[Stored data]

★ ★ ★

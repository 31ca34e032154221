use serde::Serialize;

use crate::system::memory::MemoryInfo;
use crate::system::process::{EnumerationStatus, ProcessRecord, top_by_memory};
use crate::system::snapshot::{Reading, SystemSnapshot};

/// The `--once` output: one snapshot with the process list already cut
/// down to the heaviest entries.
#[derive(Debug, Serialize)]
pub struct Report<'a> {
    pub cpu_usage_percent: Reading<f32>,
    pub memory: Reading<MemoryInfo>,
    pub uptime_seconds: Reading<u64>,
    pub process_status: EnumerationStatus,
    pub process_count: usize,
    pub top_processes: Vec<&'a ProcessRecord>,
}

impl<'a> Report<'a> {
    pub fn from_snapshot(snapshot: &'a SystemSnapshot, top_n: usize) -> Self {
        Report {
            cpu_usage_percent: snapshot.cpu_usage_percent,
            memory: snapshot.memory,
            uptime_seconds: snapshot.uptime_seconds,
            process_status: snapshot.processes.status,
            process_count: snapshot.processes.records.len(),
            top_processes: top_by_memory(&snapshot.processes.records, top_n),
        }
    }
}
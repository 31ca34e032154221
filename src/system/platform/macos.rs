use super::PlatformCounters;
use crate::system::source::CpuTimes;

const HOST_CPU_LOAD_INFO: libc::c_int = 3;
const CPU_STATE_USER: usize = 0;
const CPU_STATE_SYSTEM: usize = 1;
const CPU_STATE_IDLE: usize = 2;
const CPU_STATE_NICE: usize = 3;
const CPU_STATE_MAX: usize = 4;

unsafe extern "C" {
    fn mach_host_self() -> libc::mach_port_t;
    fn host_statistics(
        host_priv: libc::mach_port_t,
        flavor: libc::c_int,
        host_info_out: *mut libc::integer_t,
        host_info_out_cnt: *mut libc::mach_msg_type_number_t,
    ) -> libc::kern_return_t;
}

pub struct Platform;

impl PlatformCounters for Platform {
    fn cpu_times() -> Option<CpuTimes> {
        let mut ticks: [libc::natural_t; CPU_STATE_MAX] = [0; CPU_STATE_MAX];
        let mut count = CPU_STATE_MAX as libc::mach_msg_type_number_t;
        // host_cpu_load_info is a bare array of CPU_STATE_MAX natural_t tick counters.
        let ret = unsafe {
            host_statistics(
                mach_host_self(),
                HOST_CPU_LOAD_INFO,
                ticks.as_mut_ptr().cast(),
                &mut count,
            )
        };
        if ret != libc::KERN_SUCCESS || count as usize != CPU_STATE_MAX {
            return None;
        }
        Some(load_info_to_cpu_times(ticks))
    }

    fn uptime_millis() -> Option<u64> {
        // sysinfo's boot-time based uptime is used instead
        None
    }
}

/// Maps the host load ticks onto idle/kernel/user, kernel including idle.
fn load_info_to_cpu_times(ticks: [libc::natural_t; CPU_STATE_MAX]) -> CpuTimes {
    let tick = |state: usize| u64::from(ticks[state]);
    let idle = tick(CPU_STATE_IDLE);
    CpuTimes {
        idle,
        kernel: tick(CPU_STATE_SYSTEM) + idle,
        user: tick(CPU_STATE_USER) + tick(CPU_STATE_NICE),
    }
}
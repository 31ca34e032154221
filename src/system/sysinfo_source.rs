use sysinfo::{ProcessRefreshKind, ProcessesToUpdate, System};

use super::platform;
use super::source::{CpuTimes, MemoryBytes, ProcessDetails, RawProcess, TelemetrySource};

/// Telemetry from the running operating system.
///
/// Memory and the process table come from sysinfo; the raw processor
/// counters and the millisecond uptime come from the platform layer.
pub struct SysinfoSource {
    sys: System,
}

impl Default for SysinfoSource {
    fn default() -> Self {
        Self::new()
    }
}

impl SysinfoSource {
    pub fn new() -> Self {
        SysinfoSource { sys: System::new() }
    }
}

impl TelemetrySource for SysinfoSource {
    fn cpu_times(&mut self) -> Option<CpuTimes> {
        platform::cpu_times()
    }

    fn memory(&mut self) -> Option<MemoryBytes> {
        self.sys.refresh_memory();
        Some(MemoryBytes {
            total: self.sys.total_memory(),
            available: self.sys.available_memory(),
        })
    }

    fn uptime_millis(&mut self) -> Option<u64> {
        platform::uptime_millis().or_else(|| match System::uptime() {
            0 => None,
            seconds => Some(seconds.saturating_mul(1000)),
        })
    }

    fn processes(&mut self) -> Option<Vec<RawProcess>> {
        if !sysinfo::IS_SUPPORTED_SYSTEM {
            return None;
        }

        let _span = tracing::debug_span!("sysinfo.refresh_processes").entered();

        self.sys.refresh_processes_specifics(
            ProcessesToUpdate::All,
            true,
            ProcessRefreshKind::nothing().with_memory(),
        );

        let processes = self.sys.processes();
        // A live system always has at least one process: ours.
        if processes.is_empty() {
            return None;
        }

        Some(
            processes
                .iter()
                .map(|(pid, process)| RawProcess {
                    pid: pid.as_u32(),
                    name: process.name().to_string_lossy().to_string(),
                    details: details(process.start_time(), process.memory()),
                })
                .collect(),
        )
    }
}

/// sysinfo leaves the start time at zero for processes it could not open.
fn details(start_time_unix: u64, memory_bytes: u64) -> Option<ProcessDetails> {
    match start_time_unix {
        0 => None,
        start_time_unix => Some(ProcessDetails {
            memory_bytes,
            start_time_unix,
        }),
    }
}
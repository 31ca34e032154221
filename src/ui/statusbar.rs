use ratatui::Frame;
use ratatui::layout::Rect;
use ratatui::style::{Modifier, Style};
use ratatui::text::{Line, Span};
use ratatui::widgets::Paragraph;

use crate::app::{ResolvedKeybinds, key_label};
use crate::system::snapshot::SystemSnapshot;
use crate::ui::theme::Theme;

pub fn render(
    frame: &mut Frame,
    area: Rect,
    snapshot: &SystemSnapshot,
    keybinds: &ResolvedKeybinds,
    theme: &Theme,
) {
    let bg_style = Style::default().bg(theme.statusbar_bg);

    let quit = key_label(keybinds.quit);
    let refresh = key_label(keybinds.refresh);
    let help = key_label(keybinds.help);

    let mut spans = Vec::new();
    spans.extend(pill_spans(&quit, "Quit", theme));
    spans.extend(pill_spans(&refresh, "Refresh", theme));
    spans.extend(pill_spans(&help, "Help", theme));

    if let Some(warning) = warning(snapshot) {
        spans.push(Span::styled(
            format!("  {warning}"),
            Style::default()
                .fg(theme.status_err)
                .add_modifier(Modifier::BOLD),
        ));
    }

    frame.render_widget(Paragraph::new(Line::from(spans)).style(bg_style), area);
}

/// Degraded data the user should know about, worst first.
pub fn warning(snapshot: &SystemSnapshot) -> Option<&'static str> {
    if snapshot.processes.is_failed() {
        Some("process list unavailable")
    } else if snapshot.has_stale_readings() {
        Some("some readings are stale")
    } else {
        None
    }
}

fn pill_spans<'a>(key: &str, desc: &'a str, theme: &Theme) -> Vec<Span<'a>> {
    vec![
        Span::raw(" "),
        Span::styled(
            format!(" {key} "),
            Style::default()
                .fg(theme.pill_key_fg)
                .bg(theme.pill_key_bg)
                .add_modifier(Modifier::BOLD),
        ),
        Span::styled(
            format!(" {desc}"),
            Style::default().fg(theme.pill_desc_fg).bg(theme.surface_bg),
        ),
    ]
}
pub mod action;
pub mod app;
pub mod config;
pub mod event;
pub mod format;
pub mod logging;
pub mod report;
pub mod system;
pub mod ui;
use ratatui::Frame;
use ratatui::layout::{Constraint, Rect};
use ratatui::style::{Modifier, Style};
use ratatui::text::Span;
use ratatui::widgets::{Block, BorderType, Borders, Cell, Paragraph, Row, Table};

use crate::format::{format_duration, truncate_unicode};
use crate::system::process::ProcessRecord;
use crate::ui::theme::Theme;

const RAM_COLUMN_WIDTH: u16 = 10;
const UPTIME_COLUMN_WIDTH: u16 = 14;

pub fn render(
    frame: &mut Frame,
    area: Rect,
    processes: &[&ProcessRecord],
    enumeration_failed: bool,
    name_width: u16,
    theme: &Theme,
) {
    let block = Block::default()
        .borders(Borders::ALL)
        .border_type(BorderType::Rounded)
        .border_style(Style::default().fg(theme.overlay_border))
        .title(Span::styled(
            format!(" Top {} by memory ", processes.len()),
            Style::default()
                .fg(theme.text_secondary)
                .add_modifier(Modifier::BOLD),
        ));

    if enumeration_failed {
        let message = Paragraph::new(Span::styled(
            " Process table unavailable",
            Style::default().fg(theme.status_err),
        ))
        .block(block);
        frame.render_widget(message, area);
        return;
    }

    let header = Row::new(["PROCESS NAME", "RAM (MB)", "UPTIME"]).style(
        Style::default()
            .fg(theme.table_header_fg)
            .add_modifier(Modifier::BOLD),
    );

    let rows = processes
        .iter()
        .map(|p| Row::new(row_cells(p, name_width).map(Cell::from)));

    let table = Table::new(
        rows,
        [
            Constraint::Length(name_width),
            Constraint::Length(RAM_COLUMN_WIDTH),
            Constraint::Length(UPTIME_COLUMN_WIDTH),
        ],
    )
    .header(header)
    .style(Style::default().fg(theme.text_primary))
    .block(block);

    frame.render_widget(table, area);
}

/// Name truncated to the column, memory right-aligned, age as h/m/s.
pub fn row_cells(process: &ProcessRecord, name_width: u16) -> [String; 3] {
    [
        truncate_unicode(&process.name, name_width as usize),
        format!("{:>width$}", process.memory_mb, width = RAM_COLUMN_WIDTH as usize - 2),
        format_duration(process.age_seconds),
    ]
}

★ ★ ★

Exercise goal | Which lines of the records contain "help"? Show each of them.

Exercise response |
    let help = key_label(keybinds.help);
    spans.extend(pill_spans(&help, "Help", theme));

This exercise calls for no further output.